**YOUR GOAL:**
All lines from the first one in the listing below to the one holding "invariants (cyclic superclass", inclusive, are to be copied exactly.

**THE RECORDS:**

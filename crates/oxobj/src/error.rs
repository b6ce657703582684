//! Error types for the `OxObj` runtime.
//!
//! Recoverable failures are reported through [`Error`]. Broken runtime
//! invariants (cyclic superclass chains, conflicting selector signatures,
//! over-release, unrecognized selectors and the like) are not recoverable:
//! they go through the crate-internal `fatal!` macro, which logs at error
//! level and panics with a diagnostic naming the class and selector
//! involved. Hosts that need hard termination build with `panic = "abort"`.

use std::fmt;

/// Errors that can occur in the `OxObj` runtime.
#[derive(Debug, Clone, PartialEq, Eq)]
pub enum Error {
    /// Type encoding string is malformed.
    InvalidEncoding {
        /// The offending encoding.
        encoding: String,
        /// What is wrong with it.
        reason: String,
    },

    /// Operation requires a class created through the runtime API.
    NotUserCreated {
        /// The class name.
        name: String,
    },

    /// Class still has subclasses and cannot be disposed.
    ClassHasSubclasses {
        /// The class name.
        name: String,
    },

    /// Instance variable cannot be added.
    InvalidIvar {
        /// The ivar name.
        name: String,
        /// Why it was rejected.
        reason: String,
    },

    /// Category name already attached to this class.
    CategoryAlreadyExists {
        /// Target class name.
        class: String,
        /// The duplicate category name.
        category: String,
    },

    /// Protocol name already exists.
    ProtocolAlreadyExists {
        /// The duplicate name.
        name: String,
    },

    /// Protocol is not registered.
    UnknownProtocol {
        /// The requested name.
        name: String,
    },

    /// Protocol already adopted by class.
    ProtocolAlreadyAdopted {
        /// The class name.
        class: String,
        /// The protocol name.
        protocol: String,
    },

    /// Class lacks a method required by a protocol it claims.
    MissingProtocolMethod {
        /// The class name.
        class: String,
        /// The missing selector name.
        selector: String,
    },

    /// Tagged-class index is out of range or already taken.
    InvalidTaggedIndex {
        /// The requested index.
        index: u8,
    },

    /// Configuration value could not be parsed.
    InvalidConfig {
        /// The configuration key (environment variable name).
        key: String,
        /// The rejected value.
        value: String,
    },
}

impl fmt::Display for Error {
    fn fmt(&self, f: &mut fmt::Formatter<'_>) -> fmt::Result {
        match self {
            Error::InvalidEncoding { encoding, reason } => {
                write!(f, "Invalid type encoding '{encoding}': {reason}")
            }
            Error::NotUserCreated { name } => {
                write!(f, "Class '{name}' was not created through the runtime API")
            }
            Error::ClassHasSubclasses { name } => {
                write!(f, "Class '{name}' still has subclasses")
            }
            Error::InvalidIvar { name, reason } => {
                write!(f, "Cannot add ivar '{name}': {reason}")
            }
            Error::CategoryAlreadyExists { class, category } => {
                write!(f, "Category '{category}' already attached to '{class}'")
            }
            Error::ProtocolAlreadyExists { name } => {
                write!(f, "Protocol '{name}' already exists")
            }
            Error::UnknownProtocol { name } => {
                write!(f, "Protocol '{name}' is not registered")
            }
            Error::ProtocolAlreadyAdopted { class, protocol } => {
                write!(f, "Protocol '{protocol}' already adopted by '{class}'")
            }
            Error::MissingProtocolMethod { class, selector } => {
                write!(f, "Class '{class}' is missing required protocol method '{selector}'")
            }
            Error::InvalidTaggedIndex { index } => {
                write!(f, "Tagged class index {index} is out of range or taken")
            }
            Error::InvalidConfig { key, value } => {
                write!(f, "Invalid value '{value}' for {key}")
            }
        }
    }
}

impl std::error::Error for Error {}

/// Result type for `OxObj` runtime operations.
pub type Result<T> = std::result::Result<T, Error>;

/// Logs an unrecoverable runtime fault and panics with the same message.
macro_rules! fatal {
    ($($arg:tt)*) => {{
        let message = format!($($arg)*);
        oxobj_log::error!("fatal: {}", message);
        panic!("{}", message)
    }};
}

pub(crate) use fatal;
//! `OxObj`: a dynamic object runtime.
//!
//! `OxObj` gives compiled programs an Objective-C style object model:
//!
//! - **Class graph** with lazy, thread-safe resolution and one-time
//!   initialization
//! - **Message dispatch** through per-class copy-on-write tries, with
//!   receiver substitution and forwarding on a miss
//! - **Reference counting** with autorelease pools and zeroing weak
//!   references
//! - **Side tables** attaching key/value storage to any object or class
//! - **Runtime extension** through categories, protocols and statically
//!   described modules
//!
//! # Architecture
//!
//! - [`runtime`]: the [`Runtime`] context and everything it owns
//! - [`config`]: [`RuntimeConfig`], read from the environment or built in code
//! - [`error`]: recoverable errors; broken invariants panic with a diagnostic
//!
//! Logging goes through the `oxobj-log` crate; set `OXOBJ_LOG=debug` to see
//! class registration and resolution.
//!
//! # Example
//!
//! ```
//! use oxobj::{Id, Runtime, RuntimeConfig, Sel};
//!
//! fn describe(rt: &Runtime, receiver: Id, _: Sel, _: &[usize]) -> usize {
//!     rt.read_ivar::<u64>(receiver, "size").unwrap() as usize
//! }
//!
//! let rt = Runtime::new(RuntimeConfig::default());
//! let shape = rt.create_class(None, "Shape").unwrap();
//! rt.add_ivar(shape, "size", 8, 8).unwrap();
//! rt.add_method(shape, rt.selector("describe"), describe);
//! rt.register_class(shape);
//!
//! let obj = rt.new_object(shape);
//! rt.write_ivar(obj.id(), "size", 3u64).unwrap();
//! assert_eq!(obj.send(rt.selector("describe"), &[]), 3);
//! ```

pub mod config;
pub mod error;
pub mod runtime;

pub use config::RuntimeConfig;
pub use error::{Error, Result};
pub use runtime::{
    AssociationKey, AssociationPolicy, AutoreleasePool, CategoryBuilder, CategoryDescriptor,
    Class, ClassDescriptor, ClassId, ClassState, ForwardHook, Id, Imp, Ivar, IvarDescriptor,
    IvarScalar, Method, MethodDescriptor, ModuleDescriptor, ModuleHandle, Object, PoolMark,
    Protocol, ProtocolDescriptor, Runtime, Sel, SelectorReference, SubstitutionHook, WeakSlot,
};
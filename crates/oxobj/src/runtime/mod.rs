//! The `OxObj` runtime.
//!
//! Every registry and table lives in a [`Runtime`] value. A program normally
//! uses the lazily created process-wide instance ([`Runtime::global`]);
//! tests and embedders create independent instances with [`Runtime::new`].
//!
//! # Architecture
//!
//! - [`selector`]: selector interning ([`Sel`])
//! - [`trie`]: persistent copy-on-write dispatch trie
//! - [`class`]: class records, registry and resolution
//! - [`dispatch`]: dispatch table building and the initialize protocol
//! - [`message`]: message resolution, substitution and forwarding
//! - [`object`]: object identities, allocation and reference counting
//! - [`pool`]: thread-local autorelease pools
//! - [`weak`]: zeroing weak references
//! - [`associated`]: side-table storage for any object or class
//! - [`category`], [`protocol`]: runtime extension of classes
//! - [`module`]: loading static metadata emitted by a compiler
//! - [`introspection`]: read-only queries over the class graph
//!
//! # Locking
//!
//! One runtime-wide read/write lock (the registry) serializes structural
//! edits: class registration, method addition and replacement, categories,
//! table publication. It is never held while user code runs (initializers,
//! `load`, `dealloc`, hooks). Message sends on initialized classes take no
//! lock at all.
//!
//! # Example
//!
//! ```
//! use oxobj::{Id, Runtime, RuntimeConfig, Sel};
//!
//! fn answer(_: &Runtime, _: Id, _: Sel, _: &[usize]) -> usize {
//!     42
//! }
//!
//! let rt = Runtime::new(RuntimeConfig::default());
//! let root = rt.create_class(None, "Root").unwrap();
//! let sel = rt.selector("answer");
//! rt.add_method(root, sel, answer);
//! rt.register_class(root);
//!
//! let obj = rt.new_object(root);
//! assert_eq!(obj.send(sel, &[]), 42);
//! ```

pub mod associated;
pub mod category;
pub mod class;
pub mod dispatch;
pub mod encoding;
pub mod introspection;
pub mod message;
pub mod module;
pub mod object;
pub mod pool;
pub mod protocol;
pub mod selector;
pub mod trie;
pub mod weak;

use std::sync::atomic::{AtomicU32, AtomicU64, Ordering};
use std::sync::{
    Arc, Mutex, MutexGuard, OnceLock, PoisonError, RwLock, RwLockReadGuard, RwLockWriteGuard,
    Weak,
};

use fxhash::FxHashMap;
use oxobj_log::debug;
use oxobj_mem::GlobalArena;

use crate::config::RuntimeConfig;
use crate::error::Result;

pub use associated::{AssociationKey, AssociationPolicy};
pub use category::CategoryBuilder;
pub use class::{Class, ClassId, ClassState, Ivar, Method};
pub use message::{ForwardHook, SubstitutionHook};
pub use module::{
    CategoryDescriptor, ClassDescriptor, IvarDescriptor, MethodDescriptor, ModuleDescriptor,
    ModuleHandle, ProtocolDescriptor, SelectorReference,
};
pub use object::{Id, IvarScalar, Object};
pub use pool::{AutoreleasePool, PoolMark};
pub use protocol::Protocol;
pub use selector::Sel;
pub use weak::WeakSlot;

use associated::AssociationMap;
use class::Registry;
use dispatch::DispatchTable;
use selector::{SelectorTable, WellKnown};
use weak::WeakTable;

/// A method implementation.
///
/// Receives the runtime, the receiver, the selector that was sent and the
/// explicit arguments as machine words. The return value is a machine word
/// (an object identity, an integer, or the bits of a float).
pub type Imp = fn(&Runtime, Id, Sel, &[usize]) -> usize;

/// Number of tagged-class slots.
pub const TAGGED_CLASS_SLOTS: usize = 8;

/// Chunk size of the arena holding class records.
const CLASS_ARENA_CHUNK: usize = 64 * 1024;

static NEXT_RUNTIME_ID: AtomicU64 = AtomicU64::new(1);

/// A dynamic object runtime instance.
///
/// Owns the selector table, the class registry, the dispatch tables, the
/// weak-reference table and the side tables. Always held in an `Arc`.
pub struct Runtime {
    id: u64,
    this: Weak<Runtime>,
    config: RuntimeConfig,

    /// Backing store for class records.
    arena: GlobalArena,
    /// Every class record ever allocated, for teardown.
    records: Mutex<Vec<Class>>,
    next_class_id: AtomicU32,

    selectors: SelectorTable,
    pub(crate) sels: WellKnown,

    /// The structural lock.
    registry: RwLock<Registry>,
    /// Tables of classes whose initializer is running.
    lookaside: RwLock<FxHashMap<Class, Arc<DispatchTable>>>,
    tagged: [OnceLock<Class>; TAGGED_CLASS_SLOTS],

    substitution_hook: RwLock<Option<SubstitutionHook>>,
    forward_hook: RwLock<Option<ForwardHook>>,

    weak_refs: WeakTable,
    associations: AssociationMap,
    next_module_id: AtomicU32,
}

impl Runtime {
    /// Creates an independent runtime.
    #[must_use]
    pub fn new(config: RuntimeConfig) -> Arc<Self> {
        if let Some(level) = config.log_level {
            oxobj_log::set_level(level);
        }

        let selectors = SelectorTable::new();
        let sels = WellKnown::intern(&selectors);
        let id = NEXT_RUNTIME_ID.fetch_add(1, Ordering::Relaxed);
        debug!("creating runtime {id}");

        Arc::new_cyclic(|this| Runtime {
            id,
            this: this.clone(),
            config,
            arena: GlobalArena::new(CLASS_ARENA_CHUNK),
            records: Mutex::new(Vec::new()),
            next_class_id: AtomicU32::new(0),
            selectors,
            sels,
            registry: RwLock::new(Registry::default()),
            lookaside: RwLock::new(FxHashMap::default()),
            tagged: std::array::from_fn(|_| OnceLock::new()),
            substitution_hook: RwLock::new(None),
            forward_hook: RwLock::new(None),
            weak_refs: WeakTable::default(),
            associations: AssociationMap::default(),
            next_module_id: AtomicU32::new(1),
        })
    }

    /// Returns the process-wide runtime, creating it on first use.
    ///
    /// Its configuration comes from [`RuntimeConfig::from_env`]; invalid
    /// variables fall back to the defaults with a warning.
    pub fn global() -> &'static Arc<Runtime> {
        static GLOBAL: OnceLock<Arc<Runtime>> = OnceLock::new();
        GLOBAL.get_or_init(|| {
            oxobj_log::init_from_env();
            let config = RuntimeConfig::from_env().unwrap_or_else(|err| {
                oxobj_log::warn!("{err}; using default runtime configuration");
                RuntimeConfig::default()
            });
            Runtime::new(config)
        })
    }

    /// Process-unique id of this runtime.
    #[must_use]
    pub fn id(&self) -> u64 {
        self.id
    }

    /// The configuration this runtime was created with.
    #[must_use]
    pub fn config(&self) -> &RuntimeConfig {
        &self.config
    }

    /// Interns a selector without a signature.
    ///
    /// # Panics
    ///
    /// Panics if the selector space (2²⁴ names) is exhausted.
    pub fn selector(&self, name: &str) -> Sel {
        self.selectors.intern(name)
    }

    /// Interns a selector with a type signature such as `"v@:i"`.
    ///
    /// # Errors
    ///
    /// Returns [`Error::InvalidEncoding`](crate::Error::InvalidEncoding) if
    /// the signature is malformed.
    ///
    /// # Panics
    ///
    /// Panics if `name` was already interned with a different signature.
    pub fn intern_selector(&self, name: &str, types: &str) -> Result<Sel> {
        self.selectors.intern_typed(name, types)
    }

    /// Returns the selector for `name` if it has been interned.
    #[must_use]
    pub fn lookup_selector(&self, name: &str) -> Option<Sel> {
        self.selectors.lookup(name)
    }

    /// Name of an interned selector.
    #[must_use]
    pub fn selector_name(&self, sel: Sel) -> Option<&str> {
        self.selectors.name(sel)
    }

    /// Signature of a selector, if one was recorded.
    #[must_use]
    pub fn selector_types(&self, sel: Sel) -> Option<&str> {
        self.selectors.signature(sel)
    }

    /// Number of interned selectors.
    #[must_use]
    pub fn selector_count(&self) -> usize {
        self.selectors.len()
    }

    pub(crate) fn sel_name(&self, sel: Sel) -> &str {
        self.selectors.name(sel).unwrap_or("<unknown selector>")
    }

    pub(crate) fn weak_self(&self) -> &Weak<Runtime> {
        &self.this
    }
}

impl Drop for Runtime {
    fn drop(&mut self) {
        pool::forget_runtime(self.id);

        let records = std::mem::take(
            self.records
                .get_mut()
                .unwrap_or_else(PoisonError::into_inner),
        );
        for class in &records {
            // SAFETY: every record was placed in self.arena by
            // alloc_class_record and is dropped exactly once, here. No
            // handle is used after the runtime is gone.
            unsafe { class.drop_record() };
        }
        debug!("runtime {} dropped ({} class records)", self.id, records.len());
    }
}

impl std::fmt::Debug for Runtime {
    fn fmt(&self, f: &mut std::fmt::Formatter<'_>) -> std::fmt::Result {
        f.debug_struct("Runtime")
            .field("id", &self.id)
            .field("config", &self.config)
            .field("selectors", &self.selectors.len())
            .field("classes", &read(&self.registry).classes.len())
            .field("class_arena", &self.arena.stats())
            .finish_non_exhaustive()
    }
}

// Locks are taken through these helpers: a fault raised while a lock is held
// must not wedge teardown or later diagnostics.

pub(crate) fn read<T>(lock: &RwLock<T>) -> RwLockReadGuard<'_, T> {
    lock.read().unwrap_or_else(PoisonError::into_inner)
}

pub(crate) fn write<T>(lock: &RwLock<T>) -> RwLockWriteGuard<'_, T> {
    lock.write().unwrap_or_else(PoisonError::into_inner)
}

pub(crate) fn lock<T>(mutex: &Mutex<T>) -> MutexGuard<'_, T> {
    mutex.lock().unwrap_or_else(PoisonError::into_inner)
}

**ANSWER BOX:**
filename crates/oxobj/src/error.rs
repository b6ce657703582684
//! Error types for the `OxObj` runtime.
//!
//! Recoverable failures are reported through [`Error`]. Broken runtime
//! invariants (cyclic superclass chains, conflicting selector signatures,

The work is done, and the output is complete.